László Moholy-Nagy was an eminent twentieth century Hungarian artist. He excelled in painting and photography and also worked as a teacher. His style is highly inspired by the artistic philosophy of constructivism which dictates that art must serve a social purpose and not remain autonomous. Moreover, he emphasized the idea of integration of modern technology into arts.
On July 20, 1895, in Hungary, Moholy-Nagy was born to a Jewish-Hungarian family and was named László Weisz. He later changed his surname to Nagy, after his father left the family and his mother’s friend Nagy helped raised them. A part of his boyhood was spent in a Hungarian town Ada. Growing up he converted to Calvinism in the Hungarian Reformed Church. He received his early education from an academic high school, Gymnasium based in Szeged. At the advent of World War I, he went on to study law in Budapest. Soon after, he suffered a severe injury while serving in the war. Returning from war during the period of his convalescence, he found himself involved in arts. He became familiar with the journal Jelenkor (The Present Age) and with an activist circle associated with another journal Ma (Today). In 1918, upon his discharge from the army, he enrolled himself at a private art school ran by the Hungarian Fauve artist Róbert Berény. As the Communist Regime was defeated, he returned to Szeged and subsequent to exhibiting his work there, he moved to Vienna and then to Berlin.
Moholy-Nagy took up the position as an instructor of the foundation course at the Bauhaus school, in 1923. Henceforth, the expressionistic teaching came to a halt and focused on the central aim of the school that is design and industrial integration. The school was known for the versatility of its artist which included Moholy-Nagy’s creative genius. He was recognized for his life-long effort and proficiency in a variety of fields including photography, typography, industrial design, painting, sculpture and printmaking. However, photography remained his forte. According to his belief known as “the New Vision”, photography is the means of capturing reality in a whole new spectrum that is not entirely possible for human eye. His teaching had a profound influence on his students who seek to explore the endless wonder of art in its various forms.

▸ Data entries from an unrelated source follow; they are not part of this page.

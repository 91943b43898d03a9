use serde::{Deserialize, Serialize};
use validator::Validate;

use crate::domain::category::{Category, NewCategory, UpdateCategory};
use crate::forms::{
    FormErrors, FormResult, REQUIRED_MESSAGE, sanitize_inline_text, sanitize_multiline_text,
};

/// Maximum length allowed for a category name.
const NAME_MAX_LEN: usize = 100;
const NAME_MAX_LEN_VALIDATOR: u64 = NAME_MAX_LEN as u64;

/// Form payload shared by the "Create category" and "Edit category" screens.
#[derive(Debug, Clone, Default, Deserialize, Serialize, Validate)]
pub struct CategoryForm {
    /// Name entered by the user.
    #[validate(length(
        max = NAME_MAX_LEN_VALIDATOR,
        message = "Asegúrese de que este valor tenga como máximo 100 caracteres."
    ))]
    #[serde(default)]
    pub nombre: String,
    /// Optional free-form description.
    #[serde(default)]
    pub descripcion: Option<String>,
}

impl CategoryForm {
    /// Pre-populate the form with the stored values of `category`.
    pub fn from_category(category: &Category) -> Self {
        Self {
            nombre: category.name.clone(),
            descripcion: category.description.clone(),
        }
    }

    /// Validates and sanitizes the payload into a domain `NewCategory`.
    pub fn to_new_category(&self) -> FormResult<NewCategory> {
        let (name, description) = self.clean()?;

        let mut new_category = NewCategory::new(name);
        if let Some(description) = description {
            new_category = new_category.with_description(description);
        }

        Ok(new_category)
    }

    /// Validates and sanitizes the payload into a domain `UpdateCategory`.
    pub fn to_update_category(&self) -> FormResult<UpdateCategory> {
        let (name, description) = self.clean()?;
        Ok(UpdateCategory::new(name, description))
    }

    /// Sanitizes first so length limits apply to the stored values.
    fn clean(&self) -> FormResult<(String, Option<String>)> {
        let sanitized = Self {
            nombre: sanitize_inline_text(&self.nombre),
            descripcion: self
                .descripcion
                .as_deref()
                .map(sanitize_multiline_text)
                .filter(|value| !value.is_empty()),
        };

        let mut errors = match sanitized.validate() {
            Ok(()) => FormErrors::new(),
            Err(err) => FormErrors::from(err),
        };

        if sanitized.nombre.is_empty() {
            errors.add("nombre", REQUIRED_MESSAGE);
        }

        errors.into_result((sanitized.nombre, sanitized.descripcion))
    }
}

#[cfg(test)]
mod tests {
    use super::*;

    #[test]
    fn category_form_sanitizes_and_converts() {
        let form = CategoryForm {
            nombre: "  Muebles   de jardín ".to_string(),
            descripcion: Some("  Sillas\n\n\n Mesas  ".to_string()),
        };

        let new_category = form.to_new_category().expect("expected conversion to succeed");

        assert_eq!(new_category.name, "Muebles de jardín");
        assert_eq!(new_category.description.as_deref(), Some("Sillas\n\nMesas"));
    }

    #[test]
    fn category_form_rejects_empty_name() {
        let form = CategoryForm {
            nombre: "   ".to_string(),
            descripcion: None,
        };

        let errors = form.to_new_category().expect_err("expected validation failure");

        assert_eq!(errors.messages("nombre"), [REQUIRED_MESSAGE.to_string()]);
    }

    #[test]
    fn category_form_rejects_long_name() {
        let form = CategoryForm {
            nombre: "ñ".repeat(NAME_MAX_LEN + 1),
            descripcion: None,
        };

        let errors = form.to_update_category().expect_err("expected validation failure");

        assert!(errors.has("nombre"));
        assert_eq!(errors.messages("nombre").len(), 1);
    }

    #[test]
    fn category_form_accepts_name_at_limit_in_characters() {
        let form = CategoryForm {
            nombre: "ñ".repeat(NAME_MAX_LEN),
            descripcion: None,
        };

        assert!(form.to_new_category().is_ok());
    }

    #[test]
    fn category_form_limits_sanitized_name_length() {
        let padded = CategoryForm {
            nombre: format!("  {}  ", "a".repeat(NAME_MAX_LEN)),
            descripcion: None,
        };
        let new_category = padded.to_new_category().expect("expected conversion to succeed");
        assert_eq!(new_category.name.chars().count(), NAME_MAX_LEN);

        let too_long = CategoryForm {
            nombre: format!("  {}  ", "a".repeat(NAME_MAX_LEN + 1)),
            descripcion: None,
        };
        let errors = too_long.to_new_category().expect_err("expected validation failure");
        assert!(errors.has("nombre"));
    }

    #[test]
    fn category_form_clears_blank_description_on_update() {
        let form = CategoryForm {
            nombre: "Cocina".to_string(),
            descripcion: Some(" \n ".to_string()),
        };

        let update = form.to_update_category().expect("expected conversion to succeed");

        assert_eq!(update.name, "Cocina");
        assert!(update.description.is_none());
    }
}
use std::collections::HashMap;

use diesel::prelude::*;
use diesel::sqlite::SqliteConnection;

use crate::{
    db::fold_case,
    domain::product::{
        NewProduct as DomainNewProduct, Product as DomainProduct, ProductListQuery,
        UpdateProduct as DomainUpdateProduct,
    },
    domain::product_detail::ProductDetail as DomainProductDetail,
    domain::tag::Tag as DomainTag,
    models::product::{
        NewProduct as DbNewProduct, Product as DbProduct, UpdateProduct as DbUpdateProduct,
    },
    models::product_detail::{NewProductDetail, ProductDetail as DbProductDetail},
    models::product_tag::NewProductTag,
    models::tag::Tag as DbTag,
    repository::product_detail::{get_or_create_detail, overwrite_detail},
    repository::{DieselRepository, ProductReader, ProductWriter, RepositoryError, RepositoryResult},
};

impl ProductReader for DieselRepository {
    fn get_product_by_id(&self, product_id: i32) -> RepositoryResult<Option<DomainProduct>> {
        use crate::schema::products;

        let mut conn = self.conn()?;
        let product = products::table
            .filter(products::id.eq(product_id))
            .first::<DbProduct>(&mut conn)
            .optional()?;

        match product {
            Some(db_product) => Ok(Some(load_product(&mut conn, db_product)?)),
            None => Ok(None),
        }
    }

    fn list_products(&self, query: ProductListQuery) -> RepositoryResult<Vec<DomainProduct>> {
        use crate::schema::products;

        let mut conn = self.conn()?;

        let mut items = products::table.into_boxed::<diesel::sqlite::Sqlite>();

        if let Some(term) = query.name.as_ref() {
            let pattern = format!("%{}%", escape_like(&term.to_lowercase()));
            items = items.filter(fold_case(products::name).like(pattern).escape('\\'));
        }

        if let Some(category_id) = query.category_id {
            items = items.filter(products::category_id.eq(category_id));
        }

        items = items.order(products::id.desc());

        let db_products = items.load::<DbProduct>(&mut conn)?;

        load_products(&mut conn, db_products)
    }
}

impl ProductWriter for DieselRepository {
    fn create_product(&self, new_product: &DomainNewProduct) -> RepositoryResult<DomainProduct> {
        use crate::schema::{product_details, products};

        let mut conn = self.conn()?;

        conn.transaction::<DomainProduct, RepositoryError, _>(|conn| {
            let created = diesel::insert_into(products::table)
                .values(&DbNewProduct::from(new_product))
                .get_result::<DbProduct>(conn)?;

            replace_product_tags(conn, created.id, &new_product.tag_ids)?;

            if let Some(detail) = new_product.detail.as_ref() {
                diesel::insert_into(product_details::table)
                    .values(&NewProductDetail::new(created.id, detail))
                    .execute(conn)?;
            }

            load_product(conn, created)
        })
    }

    fn update_product(
        &self,
        product_id: i32,
        updates: &DomainUpdateProduct,
    ) -> RepositoryResult<DomainProduct> {
        use crate::schema::products;

        let mut conn = self.conn()?;

        conn.transaction::<DomainProduct, RepositoryError, _>(|conn| {
            let updated = diesel::update(products::table.filter(products::id.eq(product_id)))
                .set(&DbUpdateProduct::from(updates))
                .get_result::<DbProduct>(conn)?;

            replace_product_tags(conn, product_id, &updates.tag_ids)?;

            let detail = get_or_create_detail(conn, product_id)?;
            overwrite_detail(conn, detail.id, &updates.detail, updates.updated_at)?;

            load_product(conn, updated)
        })
    }

    fn delete_product(&self, product_id: i32) -> RepositoryResult<()> {
        use crate::schema::products;

        let mut conn = self.conn()?;

        conn.transaction::<(), RepositoryError, _>(|conn| {
            delete_product_children(conn, &[product_id])?;

            let deleted = diesel::delete(products::table.filter(products::id.eq(product_id)))
                .execute(conn)?;
            if deleted == 0 {
                return Err(RepositoryError::NotFound);
            }

            Ok(())
        })
    }
}

/// Removes tag links and detail rows owned by the given products.
pub(crate) fn delete_product_children(
    conn: &mut SqliteConnection,
    product_ids: &[i32],
) -> RepositoryResult<()> {
    use crate::schema::{product_details, product_tags};

    diesel::delete(product_tags::table.filter(product_tags::product_id.eq_any(product_ids)))
        .execute(conn)?;
    diesel::delete(product_details::table.filter(product_details::product_id.eq_any(product_ids)))
        .execute(conn)?;

    Ok(())
}

fn replace_product_tags(
    conn: &mut SqliteConnection,
    product_id: i32,
    tag_ids: &[i32],
) -> RepositoryResult<()> {
    use crate::schema::product_tags;

    diesel::delete(product_tags::table.filter(product_tags::product_id.eq(product_id)))
        .execute(conn)?;

    let mut rows: Vec<NewProductTag> = Vec::with_capacity(tag_ids.len());
    for tag_id in tag_ids {
        if rows.iter().all(|row| row.tag_id != *tag_id) {
            rows.push(NewProductTag::new(product_id, *tag_id));
        }
    }

    if !rows.is_empty() {
        diesel::insert_into(product_tags::table)
            .values(&rows)
            .execute(conn)?;
    }

    Ok(())
}

fn load_product(
    conn: &mut SqliteConnection,
    db_product: DbProduct,
) -> RepositoryResult<DomainProduct> {
    load_products(conn, vec![db_product])?
        .pop()
        .ok_or(RepositoryError::NotFound)
}

fn load_products(
    conn: &mut SqliteConnection,
    db_products: Vec<DbProduct>,
) -> RepositoryResult<Vec<DomainProduct>> {
    if db_products.is_empty() {
        return Ok(Vec::new());
    }

    let product_ids: Vec<i32> = db_products.iter().map(|product| product.id).collect();
    let mut tag_map = load_tags_for_products(conn, &product_ids)?;
    let mut detail_map = load_details_for_products(conn, &product_ids)?;

    let mut domain_products = Vec::with_capacity(db_products.len());
    for db_product in db_products {
        let mut domain: DomainProduct = db_product.into();
        domain.tags = tag_map.remove(&domain.id).unwrap_or_default();
        domain.detail = detail_map.remove(&domain.id);
        domain_products.push(domain);
    }

    Ok(domain_products)
}

fn load_tags_for_products(
    conn: &mut SqliteConnection,
    product_ids: &[i32],
) -> RepositoryResult<HashMap<i32, Vec<DomainTag>>> {
    use crate::schema::{product_tags, tags};

    let rows = product_tags::table
        .inner_join(tags::table)
        .filter(product_tags::product_id.eq_any(product_ids))
        .order((tags::name.asc(), tags::id.asc()))
        .select((product_tags::product_id, DbTag::as_select()))
        .load::<(i32, DbTag)>(conn)?;

    let mut map: HashMap<i32, Vec<DomainTag>> = HashMap::new();
    for (product_id, tag) in rows {
        map.entry(product_id).or_default().push(tag.into());
    }

    Ok(map)
}

fn load_details_for_products(
    conn: &mut SqliteConnection,
    product_ids: &[i32],
) -> RepositoryResult<HashMap<i32, DomainProductDetail>> {
    use crate::schema::product_details;

    let rows = product_details::table
        .filter(product_details::product_id.eq_any(product_ids))
        .load::<DbProductDetail>(conn)?;

    Ok(rows
        .into_iter()
        .map(|row| (row.product_id, DomainProductDetail::from(row)))
        .collect())
}

/// Escapes `LIKE` wildcards so the term is matched literally.
fn escape_like(term: &str) -> String {
    let mut escaped = String::with_capacity(term.len());
    for ch in term.chars() {
        if matches!(ch, '%' | '_' | '\\') {
            escaped.push('\\');
        }
        escaped.push(ch);
    }
    escaped
}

In addition to this, he penned down a book, titled The New Vision, from Material to Architecture, which largely covered his theories on art and teaching. Moholy-Nagy experimented with photogram, a kind of photographic image that is produced without using a camera but by exposing light to the objects placed directly onto the surface of a light-sensitive photographic paper. His construction of ‘Lichtrequisit einer elektrischen Bühne’ is deemed his most enduring achievement. Light Prop for an Electric Stage is a device that aims to create shadows on nearby surfaces by projecting light through moving objects. It is often interpreted as a kinetic sculpture which Moholy-Nagy created in collaboration with a Hungarian architect for the German Werkbund exhibition. Posthumously, the device came to be known as Light-Space Modulator. From 1927 to 1929, he worked for the avant-garde Dutch magazine International Revue as photography editor. Subsequent to resigning from Bauhaus late 1920s, he came highly recommended as a designer in Berlin.
Moholy-Nagy moved to England as Nazis came to power and worked a number of jobs from teaching to commercial photography. He was invited to US to hold the position of director of New Bahaus and remained in Chicago till the end of his days. In 1946, László Moholy-Nagy died of leukemia.